Davey Whitney Complex
- Interactive map of Davey Whitney Complex
- Location: 1000 Asu Drive, Lorman, MS 39096
- Coordinates: 31°52′24″N 91°07′59″W﻿ / ﻿31.873225°N 91.13318°W
- Capacity: 7,000
- Surface: Hardwood

Tenant
- Alcorn State Braves

= Davey Whitney Complex =

Sports venue in Lorman, Mississippi

Davey Whitney Complex is a 7,000-seat multi-purpose arena and physical education center in Lorman, Mississippi. It was built in 1975 and is home to the Alcorn State University Braves men's and women's basketball teams and women's volleyball team.
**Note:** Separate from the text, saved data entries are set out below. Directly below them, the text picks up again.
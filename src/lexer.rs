//! Tokenization for qvickbuild configurations.
//!
//! Matching rules are tried in a fixed order on each step: skip whitespace
//! and `#` comments, then punctuation, then literals, then identifiers.
//! The first match consumes bytes and emits a token carrying a
//! [`Reference`] into the source. An unmatched byte halts with
//! `InvalidSymbol`.

use nom::branch::alt;
use nom::bytes::complete::{tag, take_while1};
use nom::character::complete::char;
use nom::combinator::value;
use nom::IResult;

use crate::errors::{BuildError, BuildResult, Diagnostics};
use crate::tracking::Reference;

/// What kind of token it is, with the payload for the carrying kinds.
///
/// A `FormattedLiteral` embeds the sub-stream produced by escape parsing:
/// pure-literal runs coalesced into `Literal` tokens, interleaved with the
/// tokens of any escaped `[ … ]` expressions.
#[derive(Debug, Clone, PartialEq)]
pub enum TokenKind {
    Identifier(String),
    Literal(String),
    FormattedLiteral(Vec<Token>),
    Equals,          // `=`
    Modify,          // `:`
    LineStop,        // `;`
    Arrow,           // `->`
    IterateAs,       // `as`
    Separator,       // `,`
    ExpressionOpen,  // `[`
    ExpressionClose, // `]`
    TaskOpen,        // `{`
    TaskClose,       // `}`
    True,            // `true`
    False,           // `false`
}

#[derive(Debug, Clone, PartialEq)]
pub struct Token {
    pub kind: TokenKind,
    pub reference: Reference,
}

fn is_identifier_char(c: char) -> bool {
    c.is_ascii_alphanumeric() || c == '_' || c == '-'
}

/// Recognize one punctuation token. `->` is tried first so the dash does
/// not fall through to the identifier rule.
fn punctuation(input: &str) -> IResult<&str, TokenKind> {
    alt((
        value(TokenKind::Arrow, tag("->")),
        value(TokenKind::Equals, char('=')),
        value(TokenKind::Modify, char(':')),
        value(TokenKind::LineStop, char(';')),
        value(TokenKind::Separator, char(',')),
        value(TokenKind::ExpressionOpen, char('[')),
        value(TokenKind::ExpressionClose, char(']')),
        value(TokenKind::TaskOpen, char('{')),
        value(TokenKind::TaskClose, char('}')),
    ))(input)
}

/// The reduced alphabet available inside escaped `[ … ]` expressions.
fn escaped_punctuation(input: &str) -> IResult<&str, TokenKind> {
    alt((
        value(TokenKind::Arrow, tag("->")),
        value(TokenKind::Modify, char(':')),
        value(TokenKind::Separator, char(',')),
    ))(input)
}

/// The work struct: a cursor over the source plus the diagnostic sink to
/// halt into.
pub struct Lexer<'a, 'd> {
    source: &'a str,
    rest: &'a str,
    diags: &'d Diagnostics,
}

impl<'a, 'd> Lexer<'a, 'd> {
    pub fn new(source: &'a str, diags: &'d Diagnostics) -> Self {
        Lexer {
            source,
            rest: source,
            diags,
        }
    }

    /// Tokenize the whole source.
    pub fn token_stream(mut self) -> BuildResult<Vec<Token>> {
        let mut tokens = Vec::new();
        loop {
            self.skip_whitespace_comments();
            if self.rest.is_empty() {
                break;
            }
            tokens.push(self.next_token()?);
        }
        Ok(tokens)
    }

    fn offset(&self) -> usize {
        self.source.len() - self.rest.len()
    }

    fn peek(&self) -> Option<char> {
        self.rest.chars().next()
    }

    fn advance(&mut self, bytes: usize) {
        self.rest = &self.rest[bytes..];
    }

    fn skip_whitespace_comments(&mut self) {
        loop {
            let before = self.rest.len();
            self.rest = self.rest.trim_start_matches([' ', '\t', '\n', '\r']);
            if let Some(comment) = self.rest.strip_prefix('#') {
                self.rest = match comment.find('\n') {
                    Some(newline) => &comment[newline..],
                    None => "",
                };
                continue;
            }
            if self.rest.len() == before {
                break;
            }
        }
    }

    fn next_token(&mut self) -> BuildResult<Token> {
        if let Some(token) = self.match_with(punctuation) {
            return Ok(token);
        }
        if self.peek() == Some('"') {
            return self.match_literal();
        }
        if let Some(token) = self.match_identifier() {
            return Ok(token);
        }
        let at = self.offset();
        let symbol = self.peek().unwrap_or('\0');
        Err(self.diags.halt(BuildError::InvalidSymbol {
            symbol: symbol.to_string(),
            reference: Reference::new(at, symbol.len_utf8().max(1)),
        }))
    }

    /// Run a nom recognizer at the cursor and wrap the match in a token
    /// with its source reference.
    fn match_with(&mut self, parser: fn(&'a str) -> IResult<&'a str, TokenKind>) -> Option<Token> {
        let at = self.offset();
        match parser(self.rest) {
            Ok((next, kind)) => {
                let length = self.rest.len() - next.len();
                self.rest = next;
                Some(Token {
                    kind,
                    reference: Reference::new(at, length),
                })
            }
            Err(_) => None,
        }
    }

    fn match_identifier(&mut self) -> Option<Token> {
        let at = self.offset();
        let parsed: IResult<&str, &str> = take_while1(is_identifier_char)(self.rest);
        let (next, name) = parsed.ok()?;
        self.rest = next;
        let reference = Reference::new(at, name.len());
        let kind = match name {
            "as" => TokenKind::IterateAs,
            "true" => TokenKind::True,
            "false" => TokenKind::False,
            _ => TokenKind::Identifier(name.to_string()),
        };
        Some(Token { kind, reference })
    }

    /// Lex a `"…"` literal into a single `FormattedLiteral` token whose
    /// sub-stream alternates pure-literal runs and escaped-expression
    /// tokens.
    fn match_literal(&mut self) -> BuildResult<Token> {
        let origin = self.offset();
        self.advance(1); // opening quote

        let mut stream = Vec::new();
        let mut run = String::new();
        loop {
            let Some(current) = self.peek() else {
                // source ended inside the literal.
                return Err(self.diags.halt(BuildError::InvalidLiteral {
                    reference: Reference::new(self.offset().saturating_sub(1), 1),
                }));
            };
            match current {
                '"' => break,
                '\\' => {
                    run.push(self.escaped_symbol()?);
                }
                '[' => {
                    stream.push(self.literal_run(&run));
                    run.clear();
                    stream.extend(self.escaped_expression()?);
                }
                other => {
                    run.push(other);
                    self.advance(other.len_utf8());
                }
            }
        }
        stream.push(self.literal_run(&run));
        self.advance(1); // closing quote

        Ok(Token {
            kind: TokenKind::FormattedLiteral(stream),
            reference: Reference::new(origin, self.offset() - origin),
        })
    }

    fn literal_run(&self, run: &str) -> Token {
        Token {
            kind: TokenKind::Literal(run.to_string()),
            reference: Reference::new(self.offset() - run.len(), run.len()),
        }
    }

    /// Decode a backslash escape. The recognized codes match the C
    /// standard minus `\e`, plus `\[` and `\]`.
    fn escaped_symbol(&mut self) -> BuildResult<char> {
        self.advance(1); // backslash
        let Some(code) = self.peek() else {
            return Err(self.diags.halt(BuildError::InvalidLiteral {
                reference: Reference::new(self.offset().saturating_sub(1), 1),
            }));
        };
        self.advance(code.len_utf8());
        let decoded = match code {
            'a' => '\x07',
            'b' => '\x08',
            'f' => '\x0c',
            'n' => '\n',
            'r' => '\r',
            't' => '\t',
            'v' => '\x0b',
            '\\' => '\\',
            '\'' => '\'',
            '"' => '"',
            '[' => '[',
            ']' => ']',
            other => {
                return Err(self.diags.halt(BuildError::InvalidEscapeCode {
                    code: other,
                    reference: Reference::new(self.offset() - other.len_utf8(), 1),
                }))
            }
        };
        Ok(decoded)
    }

    /// Re-tokenize an escaped `[ … ]` expression with the reduced
    /// alphabet: `:`, `->`, `,` and identifiers.
    fn escaped_expression(&mut self) -> BuildResult<Vec<Token>> {
        self.advance(1); // `[`
        let mut stream = Vec::new();
        loop {
            self.skip_whitespace_comments();
            match self.peek() {
                None => {
                    return Err(self.diags.halt(BuildError::InvalidLiteral {
                        reference: Reference::new(self.offset().saturating_sub(1), 1),
                    }))
                }
                Some(']') => break,
                Some(_) => {}
            }
            let at = self.offset();
            if let Some(token) = self.match_with(escaped_punctuation) {
                stream.push(token);
                continue;
            }
            if let Some(token) = self.match_identifier() {
                stream.push(token);
                continue;
            }
            return Err(self.diags.halt(BuildError::InvalidLiteral {
                reference: Reference::new(at, 1),
            }));
        }
        self.advance(1); // `]`
        Ok(stream)
    }
}

#[cfg(test)]
mod tests {
    use super::*;

    fn lex(source: &str) -> Vec<Token> {
        let diags = Diagnostics::new();
        Lexer::new(source, &diags).token_stream().unwrap()
    }

    fn lex_err(source: &str) -> BuildError {
        let diags = Diagnostics::new();
        let result = Lexer::new(source, &diags).token_stream();
        assert!(result.is_err());
        diags.reports().remove(0).error
    }

    fn kinds(tokens: &[Token]) -> Vec<TokenKind> {
        tokens.iter().map(|t| t.kind.clone()).collect()
    }

    #[test]
    fn tokenize_punctuation() {
        let tokens = lex("= : ; -> , [ ] { }");
        assert_eq!(
            kinds(&tokens),
            vec![
                TokenKind::Equals,
                TokenKind::Modify,
                TokenKind::LineStop,
                TokenKind::Arrow,
                TokenKind::Separator,
                TokenKind::ExpressionOpen,
                TokenKind::ExpressionClose,
                TokenKind::TaskOpen,
                TokenKind::TaskClose,
            ]
        );
    }

    #[test]
    fn tokenize_identifiers_and_keywords() {
        let tokens = lex("cc_flags as true false my-task");
        assert_eq!(
            kinds(&tokens),
            vec![
                TokenKind::Identifier("cc_flags".into()),
                TokenKind::IterateAs,
                TokenKind::True,
                TokenKind::False,
                TokenKind::Identifier("my-task".into()),
            ]
        );
    }

    #[test]
    fn references_point_into_source() {
        let source = "cc = gcc;";
        let tokens = lex(source);
        assert_eq!(tokens[0].reference, Reference::new(0, 2));
        assert_eq!(tokens[1].reference, Reference::new(3, 1));
        assert_eq!(tokens[2].reference, Reference::new(5, 3));
        assert_eq!(tokens[3].reference, Reference::new(8, 1));
        for token in &tokens {
            let span =
                &source[token.reference.index..token.reference.index + token.reference.length];
            match &token.kind {
                TokenKind::Identifier(name) => assert_eq!(span, name),
                TokenKind::Equals => assert_eq!(span, "="),
                TokenKind::LineStop => assert_eq!(span, ";"),
                _ => {}
            }
        }
    }

    #[test]
    fn comments_are_skipped() {
        let tokens = lex("# leading comment\ncc = gcc; # trailing\n");
        assert_eq!(tokens.len(), 4);
        let tokens = lex("only = this; # comment without newline");
        assert_eq!(tokens.len(), 4);
    }

    #[test]
    fn literal_becomes_formatted_literal() {
        let tokens = lex("\"hello\"");
        assert_eq!(tokens.len(), 1);
        assert_eq!(tokens[0].reference, Reference::new(0, 7));
        let TokenKind::FormattedLiteral(inner) = &tokens[0].kind else {
            panic!("expected formatted literal");
        };
        assert_eq!(kinds(inner), vec![TokenKind::Literal("hello".into())]);
    }

    #[test]
    fn literal_escape_codes_decode() {
        let tokens = lex(r#""a\tb\nc\\d\"e\[f\]g""#);
        let TokenKind::FormattedLiteral(inner) = &tokens[0].kind else {
            panic!("expected formatted literal");
        };
        assert_eq!(
            kinds(inner),
            vec![TokenKind::Literal("a\tb\nc\\d\"e[f]g".into())]
        );
    }

    #[test]
    fn literal_with_escaped_expression() {
        let tokens = lex("\"lib/[name].o\"");
        let TokenKind::FormattedLiteral(inner) = &tokens[0].kind else {
            panic!("expected formatted literal");
        };
        assert_eq!(
            kinds(inner),
            vec![
                TokenKind::Literal("lib/".into()),
                TokenKind::Identifier("name".into()),
                TokenKind::Literal(".o".into()),
            ]
        );
    }

    #[test]
    fn escaped_expression_reduced_alphabet() {
        let tokens = lex("\"[srcs : a -> b, c]\"");
        let TokenKind::FormattedLiteral(inner) = &tokens[0].kind else {
            panic!("expected formatted literal");
        };
        assert_eq!(
            kinds(inner),
            vec![
                TokenKind::Literal("".into()),
                TokenKind::Identifier("srcs".into()),
                TokenKind::Modify,
                TokenKind::Identifier("a".into()),
                TokenKind::Arrow,
                TokenKind::Identifier("b".into()),
                TokenKind::Separator,
                TokenKind::Identifier("c".into()),
                TokenKind::Literal("".into()),
            ]
        );
    }

    #[test]
    fn invalid_symbol_halts() {
        let error = lex_err("cc = §;");
        let BuildError::InvalidSymbol { symbol, reference } = error else {
            panic!("expected invalid symbol, got {error:?}");
        };
        assert_eq!(symbol, "§");
        assert_eq!(reference.index, 5);
    }

    #[test]
    fn invalid_escape_code_halts() {
        let error = lex_err(r#"x = "\q";"#);
        let BuildError::InvalidEscapeCode { code, .. } = error else {
            panic!("expected invalid escape code, got {error:?}");
        };
        assert_eq!(code, 'q');
    }

    #[test]
    fn unterminated_literal_halts() {
        let error = lex_err("x = \"open");
        assert!(matches!(error, BuildError::InvalidLiteral { .. }));
    }

    #[test]
    fn stray_symbol_in_escaped_expression_halts() {
        let error = lex_err("x = \"[a = b]\";");
        assert!(matches!(error, BuildError::InvalidLiteral { .. }));
    }

    #[test]
    fn dash_identifier_versus_arrow() {
        let tokens = lex("a-b -> c");
        assert_eq!(
            kinds(&tokens),
            vec![
                TokenKind::Identifier("a-b".into()),
                TokenKind::Arrow,
                TokenKind::Identifier("c".into()),
            ]
        );
    }
}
The Physical Education Complex was built at a cost of $3.5 million. The new facility added much-needed seating capacity and classroom space, as well as an Olympic-size swimming pool. The first game in the complex was the final game of the 1974–75 men's basketball season.

Nicknamed the "Scalping Grounds", stylized later as the Scalpin' Grounds, it was renamed in 1993 after Davey Whitney, who coached the Braves from 1969 to 1989. Whitney returned to Alcorn for a second stint from 1996 to 2003, making him one of the few Division I coaches to have coached in an arena or stadium named for him.